[TASK STATEMENT] When a line of the listing below has the string "widgets" in it, copy that line.

[WORKING DATA]
+===+

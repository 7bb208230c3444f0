use scopedoc::parsing::{TagContext, default_registry};
use scopedoc::{DocExtractor, DocNode, ParseOptions, ScopeTree, parse_module};

fn extract_with(code: &str, options: &ParseOptions) -> DocNode {
    parse_module(code, options)
        .expect("Source should extract")
        .tree
}

fn extract(code: &str) -> DocNode {
    extract_with(code, &ParseOptions::default())
}

#[test]
fn test_module_tag_documents_the_root() {
    println!("\n=== TEST: @module documents the root ===");

    let code = r#"/**
 * Widget helpers.
 * @module
 */

/** Makes one. */
function make() {}
"#;

    let tree = extract_with(code, &ParseOptions::default().with_id("widgets.js"));

    assert_eq!(tree.name.as_deref(), Some("widgets"));
    assert_eq!(tree.document.doc, "Widget helpers.");
    assert!(tree.document.flags.module);
    assert_eq!(tree.document.doc_type.as_deref(), Some("module"));
    assert_eq!(tree.child("make").unwrap().document.doc, "Makes one.");
    assert!(tree.document.errors.is_empty());

    // Without an id the synthetic root takes the module document
    let tree = extract(code);
    assert_eq!(tree.name, None);
    assert_eq!(tree.document.doc, "Widget helpers.");
}

#[test]
fn test_member_tag_binds_by_path() {
    println!("\n=== TEST: @member binds to a path ===");

    let code = r#"/** Widget. */
function Widget() {}

/**
 * Renders it.
 * @member Widget#render
 */
"#;

    let tree = extract(code);
    let render = tree.descendant(&["Widget", "render"]).expect("Widget#render");
    assert_eq!(render.name.as_deref(), Some("render"));
    assert_eq!(render.document.doc, "Renders it.");
    assert!(tree.document.errors.is_empty(), "{:?}", tree.document.errors);
}

#[test]
fn test_lends_tag_binds_object_literal_owner() {
    println!("\n=== TEST: @lends ===");

    let code = r#"/** Widget. */
function Widget() {}

/** @lends Widget.prototype */
Widget.prototype = {
  /** Draws. */
  draw: function () {}
};
"#;

    let tree = extract(code);
    let draw = tree
        .descendant(&["Widget", "prototype", "draw"])
        .expect("Widget.prototype.draw");
    assert_eq!(draw.document.doc, "Draws.");
    assert!(tree.document.errors.is_empty(), "{:?}", tree.document.errors);
}

#[test]
fn test_function_tag_with_path() {
    println!("\n=== TEST: @function <path> ===");

    let code = "/**\n * Helper.\n * @function util.helper\n */\n";
    let tree = extract(code);

    // `util` is undocumented, so `helper` is hoisted
    let helper = tree.child("helper").expect("helper");
    assert_eq!(helper.document.doc, "Helper.");
    assert_eq!(helper.document.js_type.as_deref(), Some("Function"));
}

#[test]
fn test_explicit_binding_displaces_positional() {
    println!("\n=== TEST: Explicit binding wins over positional ===");

    let code = "/** First. */\nvar a = 1;\n/**\n * Second.\n * @member a\n */\n";
    let tree = extract(code);

    let a = tree.child("a").expect("a");
    assert_eq!(a.document.doc, "Second.");
    assert_eq!(
        a.document.errors,
        vec!["Replaced documentation for `a` from line 1".to_string()]
    );
    assert_eq!(
        tree.document.errors,
        vec!["Documentation at line 1 for `a` displaced by line 3".to_string()]
    );
}

#[test]
fn test_positional_binding_never_overwrites() {
    println!("\n=== TEST: Second positional document is an orphan ===");

    let tree = extract("/** One. */\n/** Two. */\nvar x = 1;");

    assert_eq!(tree.child("x").unwrap().document.doc, "One.");
    assert_eq!(
        tree.document.errors,
        vec!["Documentation at line 2 for `x` ignored, already documented at line 1".to_string()]
    );
}

#[test]
fn test_trailing_documentation_is_reported() {
    println!("\n=== TEST: Orphans ===");

    let code = "var a;\n/** Trailing. */\n";

    let tree = extract(code);
    assert!(tree.children.is_empty());
    assert_eq!(
        tree.document.errors,
        vec!["Documentation at line 2 is not followed by a declaration".to_string()]
    );

    let quiet = ParseOptions {
        report_orphans: false,
        ..ParseOptions::default()
    };
    let tree = extract_with(code, &quiet);
    assert!(tree.document.errors.is_empty());
}

#[test]
fn test_hidden_documents_are_dropped_quietly() {
    println!("\n=== TEST: @private and @external ===");

    let code = r#"/** @private */
var secret = 1;

/** @external jQuery */
var $ = window.jQuery;

/** Shown. */
var shown = 2;
"#;

    let tree = extract(code);
    let names: Vec<&String> = tree.children.keys().collect();
    assert_eq!(names, vec!["shown"]);
    assert!(tree.document.errors.is_empty());
}

#[test]
fn test_hoisting_collision_keeps_first() {
    println!("\n=== TEST: Hoisted name collision ===");

    let code = r#"var a = {
  /** From a. */
  x: 1
};
var b = {
  /** From b. */
  x: 2
};
"#;

    let tree = extract(code);
    assert_eq!(tree.child("x").unwrap().document.doc, "From a.");
    assert_eq!(
        tree.document.errors,
        vec!["Duplicate documentation for `x` at line 6 ignored, first documented at line 2".to_string()]
    );
}

#[test]
fn test_custom_registry() {
    println!("\n=== TEST: Caller-supplied tag registry ===");

    fn since(text: &str, ctx: &mut TagContext<'_>) {
        ctx.document.see.push(format!("since {}", text.trim()));
    }

    let mut registry = default_registry().clone();
    registry.register("since", since);
    registry.remove("deprecated");

    let code = "/**\n * Old.\n * @since 1.2\n * @deprecated\n */\nvar legacy = 1;";

    let mut extractor = DocExtractor::with_registry(registry).unwrap();
    let output = extractor.parse_module(code, &ParseOptions::default()).unwrap();
    let legacy = &output.tree.child("legacy").unwrap().document;

    assert_eq!(legacy.see, vec!["since 1.2".to_string()]);
    assert!(!legacy.flags.deprecated);
    assert_eq!(
        legacy.errors,
        vec!["Did not recognize \"deprecated\" tag.".to_string()]
    );

    // The shared default is untouched
    let output = parse_module(code, &ParseOptions::default()).unwrap();
    let legacy = &output.tree.child("legacy").unwrap().document;
    assert!(legacy.flags.deprecated);
    assert_eq!(
        legacy.errors,
        vec!["Did not recognize \"since\" tag.".to_string()]
    );
}

#[test]
fn test_seeded_scope_tree_resolves_names() {
    println!("\n=== TEST: Caller-supplied scope tree ===");

    let code = "/** Outer. */\nfunction outer() {\n  /** Shared setting. */\n  setting = 1;\n}\n";

    // A fresh tree creates `setting` inside `outer`
    let tree = extract(code);
    let nested = tree.descendant(&["outer", "setting"]).expect("outer.setting");
    assert_eq!(nested.document.doc, "Shared setting.");

    // A name seeded on the root is found from inside `outer` instead
    let mut scopes = ScopeTree::new();
    let root = scopes.root();
    scopes.lookup_or_create(root, Some("setting"), None);

    let mut extractor = DocExtractor::new().unwrap();
    let output = extractor
        .parse_module_in(code, &mut scopes, &ParseOptions::default())
        .unwrap();
    assert_eq!(output.tree.child("setting").unwrap().document.doc, "Shared setting.");
    assert!(output.tree.child("outer").unwrap().children.is_empty());

    // Reusing the tree keeps the names but not the earlier documents
    let output = extractor
        .parse_module_in("/** Other. */\nvar other = 2;\n", &mut scopes, &ParseOptions::default())
        .unwrap();
    let names: Vec<&String> = output.tree.children.keys().collect();
    assert_eq!(names, vec!["other"]);
    assert!(output.tree.document.errors.is_empty());
    assert!(scopes.lookup(root, "outer").is_some());
}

+===+

[SOLVED PROBLEM]
    let tree = extract_with(code, &ParseOptions::default().with_id("widgets.js"));
    assert_eq!(tree.name.as_deref(), Some("widgets"));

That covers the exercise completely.